Exercise: Transcribe each record below word for word.

+++

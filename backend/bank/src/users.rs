use chrono::Utc;
use rusqlite::{Connection, OptionalExtension, TransactionBehavior, params};
use tracing::info;

use crate::{
    database::Database,
    error::BankError,
    models::{NewUser, USER_COLUMNS, User, UserUpdate},
};

pub(crate) fn fetch_user(conn: &Connection, id: i64) -> Result<User, BankError> {
    conn.query_row(
        &format!("SELECT {USER_COLUMNS} FROM users WHERE id = ?1"),
        [id],
        User::from_row,
    )
    .optional()?
    .ok_or(BankError::NotFound("User"))
}

pub(crate) fn user_exists(conn: &Connection, id: i64) -> Result<bool, BankError> {
    Ok(conn
        .query_row("SELECT 1 FROM users WHERE id = ?1", [id], |_| Ok(()))
        .optional()?
        .is_some())
}

impl Database {
    pub async fn create_user(&self, new_user: NewUser) -> Result<User, BankError> {
        self.call(move |conn| {
            let tx = conn.transaction_with_behavior(TransactionBehavior::Immediate)?;

            let taken = |column: &str, value: &str| -> Result<bool, BankError> {
                Ok(tx
                    .query_row(
                        &format!("SELECT 1 FROM users WHERE {column} = ?1 COLLATE NOCASE"),
                        [value],
                        |_| Ok(()),
                    )
                    .optional()?
                    .is_some())
            };

            if taken("username", &new_user.username)? {
                return Err(BankError::Duplicate("Username"));
            }
            if taken("email", &new_user.email)? {
                return Err(BankError::Duplicate("Email"));
            }

            let now = Utc::now();
            tx.execute(
                "INSERT INTO users (username, email, full_name, phone, address, city, state, zip_code, bio, is_admin, created_at, updated_at)
                 VALUES (?1, ?2, ?3, ?4, ?5, ?6, ?7, ?8, ?9, ?10, ?11, ?11)",
                params![
                    new_user.username,
                    new_user.email,
                    new_user.full_name,
                    new_user.phone,
                    new_user.address,
                    new_user.city,
                    new_user.state,
                    new_user.zip_code,
                    new_user.bio,
                    new_user.is_admin,
                    now,
                ],
            )?;

            let user = fetch_user(&tx, tx.last_insert_rowid())?;
            tx.commit()?;

            info!("Registered user {} ({})", user.username, user.id);

            Ok(user)
        })
        .await
    }

    pub async fn user(&self, id: i64) -> Result<User, BankError> {
        self.call(move |conn| fetch_user(conn, id)).await
    }

    pub async fn user_by_username(&self, username: String) -> Result<Option<User>, BankError> {
        self.call(move |conn| {
            Ok(conn
                .query_row(
                    &format!("SELECT {USER_COLUMNS} FROM users WHERE username = ?1"),
                    [username],
                    User::from_row,
                )
                .optional()?)
        })
        .await
    }

    /// Fields left as `None` keep their stored value.
    pub async fn update_user(&self, id: i64, update: UserUpdate) -> Result<User, BankError> {
        self.call(move |conn| {
            let changed = conn.execute(
                "UPDATE users SET
                    full_name = COALESCE(?2, full_name),
                    phone = COALESCE(?3, phone),
                    address = COALESCE(?4, address),
                    city = COALESCE(?5, city),
                    state = COALESCE(?6, state),
                    zip_code = COALESCE(?7, zip_code),
                    bio = COALESCE(?8, bio),
                    updated_at = ?9
                 WHERE id = ?1",
                params![
                    id,
                    update.full_name,
                    update.phone,
                    update.address,
                    update.city,
                    update.state,
                    update.zip_code,
                    update.bio,
                    Utc::now(),
                ],
            )?;

            if changed == 0 {
                return Err(BankError::NotFound("User"));
            }

            fetch_user(conn, id)
        })
        .await
    }
}

#[cfg(test)]
pub(crate) mod tests {
    use super::*;
    use crate::database::tests::temp_database;

    pub(crate) fn new_user(username: &str) -> NewUser {
        NewUser {
            username: username.to_string(),
            email: format!("{username}@example.com"),
            city: Some("Springfield".to_string()),
            ..NewUser::default()
        }
    }

    #[tokio::test]
    async fn create_and_fetch() {
        let (_dir, database) = temp_database().await;

        let created = database.create_user(new_user("alice")).await.unwrap();
        let fetched = database.user(created.id).await.unwrap();

        assert_eq!(fetched.username, "alice");
        assert!(fetched.is_active);
        assert!(!fetched.is_admin);
    }

    #[tokio::test]
    async fn rejects_duplicate_username_and_email() {
        let (_dir, database) = temp_database().await;
        database.create_user(new_user("alice")).await.unwrap();

        let same_name = database.create_user(new_user("ALICE")).await;
        assert!(matches!(same_name, Err(BankError::Duplicate("Username"))));

        let mut same_email = new_user("bob");
        same_email.email = "alice@example.com".to_string();
        let same_email = database.create_user(same_email).await;
        assert!(matches!(same_email, Err(BankError::Duplicate("Email"))));
    }

    #[tokio::test]
    async fn update_keeps_unset_fields() {
        let (_dir, database) = temp_database().await;
        let user = database.create_user(new_user("alice")).await.unwrap();

        let updated = database
            .update_user(
                user.id,
                UserUpdate {
                    bio: Some("Grows too many tomatoes".to_string()),
                    ..UserUpdate::default()
                },
            )
            .await
            .unwrap();

        assert_eq!(updated.bio.as_deref(), Some("Grows too many tomatoes"));
        assert_eq!(updated.city.as_deref(), Some("Springfield"));
    }

    #[tokio::test]
    async fn missing_user_is_not_found() {
        let (_dir, database) = temp_database().await;

        assert!(matches!(
            database.user(42).await,
            Err(BankError::NotFound("User"))
        ));
    }
}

+++

Solution below:
filename backend/bank/src/users.rs
use chrono::Utc;
use rusqlite::{Connection, OptionalExtension, TransactionBehavior, params};
use tracing::info;

use crate::{
    database::Database,
    error::BankError,
    models::{NewUser, USER_COLUMNS, User, UserUpdate},
};

pub(crate) fn fetch_user(conn: &Connection, id: i64) -> Result<User, BankError> {
    conn.query_row(
        &format!("SELECT {USER_COLUMNS} FROM users WHERE id = ?1"),
        [id],
        User::from_row,
    )
    .optional()?
    .ok_or(BankError::NotFound("User"))
}

pub(crate) fn user_exists(conn: &Connection, id: i64) -> Result<bool, BankError> {
    Ok(conn
        .query_row("SELECT 1 FROM users WHERE id = ?1", [id], |_| Ok(()))
        .optional()?
        .is_some())
}

impl Database {
    pub async fn create_user(&self, new_user: NewUser) -> Result<User, BankError> {
        self.call(move |conn| {
            let tx = conn.transaction_with_behavior(TransactionBehavior::Immediate)?;

            let taken = |column: &str, value: &str| -> Result<bool, BankError> {
                Ok(tx
                    .query_row(
                        &format!("SELECT 1 FROM users WHERE {column} = ?1 COLLATE NOCASE"),
                        [value],
                        |_| Ok(()),
                    )
                    .optional()?
                    .is_some())
            };

            if taken("username", &new_user.username)? {
                return Err(BankError::Duplicate("Username"));
            }
            if taken("email", &new_user.email)? {
                return Err(BankError::Duplicate("Email"));
            }

            let now = Utc::now();
            tx.execute(
                "INSERT INTO users (username, email, full_name, phone, address, city, state, zip_code, bio, is_admin, created_at, updated_at)
                 VALUES (?1, ?2, ?3, ?4, ?5, ?6, ?7, ?8, ?9, ?10, ?11, ?11)",
                params![
                    new_user.username,
                    new_user.email,
                    new_user.full_name,
                    new_user.phone,
                    new_user.address,
                    new_user.city,
                    new_user.state,
                    new_user.zip_code,
                    new_user.bio,
                    new_user.is_admin,
                    now,
                ],
            )?;

            let user = fetch_user(&tx, tx.last_insert_rowid())?;
            tx.commit()?;

            info!("Registered user {} ({})", user.username, user.id);

            Ok(user)
        })
        .await
    }

    pub async fn user(&self, id: i64) -> Result<User, BankError> {
        self.call(move |conn| fetch_user(conn, id)).await
    }

    pub async fn user_by_username(&self, username: String) -> Result<Option<User>, BankError> {
        self.call(move |conn| {
            Ok(conn
                .query_row(
                    &format!("SELECT {USER_COLUMNS} FROM users WHERE username = ?1"),
                    [username],
                    User::from_row,
                )
                .optional()?)
        })
        .await
    }

    /// Fields left as `None` keep their stored value.
    pub async fn update_user(&self, id: i64, update: UserUpdate) -> Result<User, BankError> {
        self.call(move |conn| {
            let changed = conn.execute(
                "UPDATE users SET
                    full_name = COALESCE(?2, full_name),
                    phone = COALESCE(?3, phone),
                    address = COALESCE(?4, address),
                    city = COALESCE(?5, city),
                    state = COALESCE(?6, state),
                    zip_code = COALESCE(?7, zip_code),
                    bio = COALESCE(?8, bio),
                    updated_at = ?9
                 WHERE id = ?1",
                params![
                    id,
                    update.full_name,
                    update.phone,
                    update.address,
                    update.city,
                    update.state,
                    update.zip_code,
                    update.bio,
                    Utc::now(),
                ],
            )?;

            if changed == 0 {
                return Err(BankError::NotFound("User"));
            }

            fetch_user(conn, id)
        })
        .await
    }
}

#[cfg(test)]
pub(crate) mod tests {
    use super::*;
    use crate::database::tests::temp_database;

    pub(crate) fn new_user(username: &str) -> NewUser {
        NewUser {
            username: username.to_string(),
            email: format!("{username}@example.com"),
            city: Some("Springfield".to_string()),
            ..NewUser::default()
        }
    }

    #[tokio::test]
    async fn create_and_fetch() {
        let (_dir, database) = temp_database().await;

        let created = database.create_user(new_user("alice")).await.unwrap();
        let fetched = database.user(created.id).await.unwrap();

        assert_eq!(fetched.username, "alice");
        assert!(fetched.is_active);
        assert!(!fetched.is_admin);
    }

    #[tokio::test]
    async fn rejects_duplicate_username_and_email() {
        let (_dir, database) = temp_database().await;
        database.create_user(new_user("alice")).await.unwrap();

        let same_name = database.create_user(new_user("ALICE")).await;
        assert!(matches!(same_name, Err(BankError::Duplicate("Username"))));

        let mut same_email = new_user("bob");
        same_email.email = "alice@example.com".to_string();
        let same_email = database.create_user(same_email).await;
        assert!(matches!(same_email, Err(BankError::Duplicate("Email"))));
    }

    #[tokio::test]
    async fn update_keeps_unset_fields() {
        let (_dir, database) = temp_database().await;
        let user = database.create_user(new_user("alice")).await.unwrap();

        let updated = database
            .update_user(
                user.id,
                UserUpdate {
                    bio: Some("Grows too many tomatoes".to_string()),
                    ..UserUpdate::default()
                },
            )
            .await
            .unwrap();

        assert_eq!(updated.bio.as_deref(), Some("Grows too many tomatoes"));
        assert_eq!(updated.city.as_deref(), Some("Springfield"));
    }

    #[tokio::test]
    async fn missing_user_is_not_found() {
        let (_dir, database) = temp_database().await;

        assert!(matches!(
            database.user(42).await,
            Err(BankError::NotFound("User"))
        ));
    }
}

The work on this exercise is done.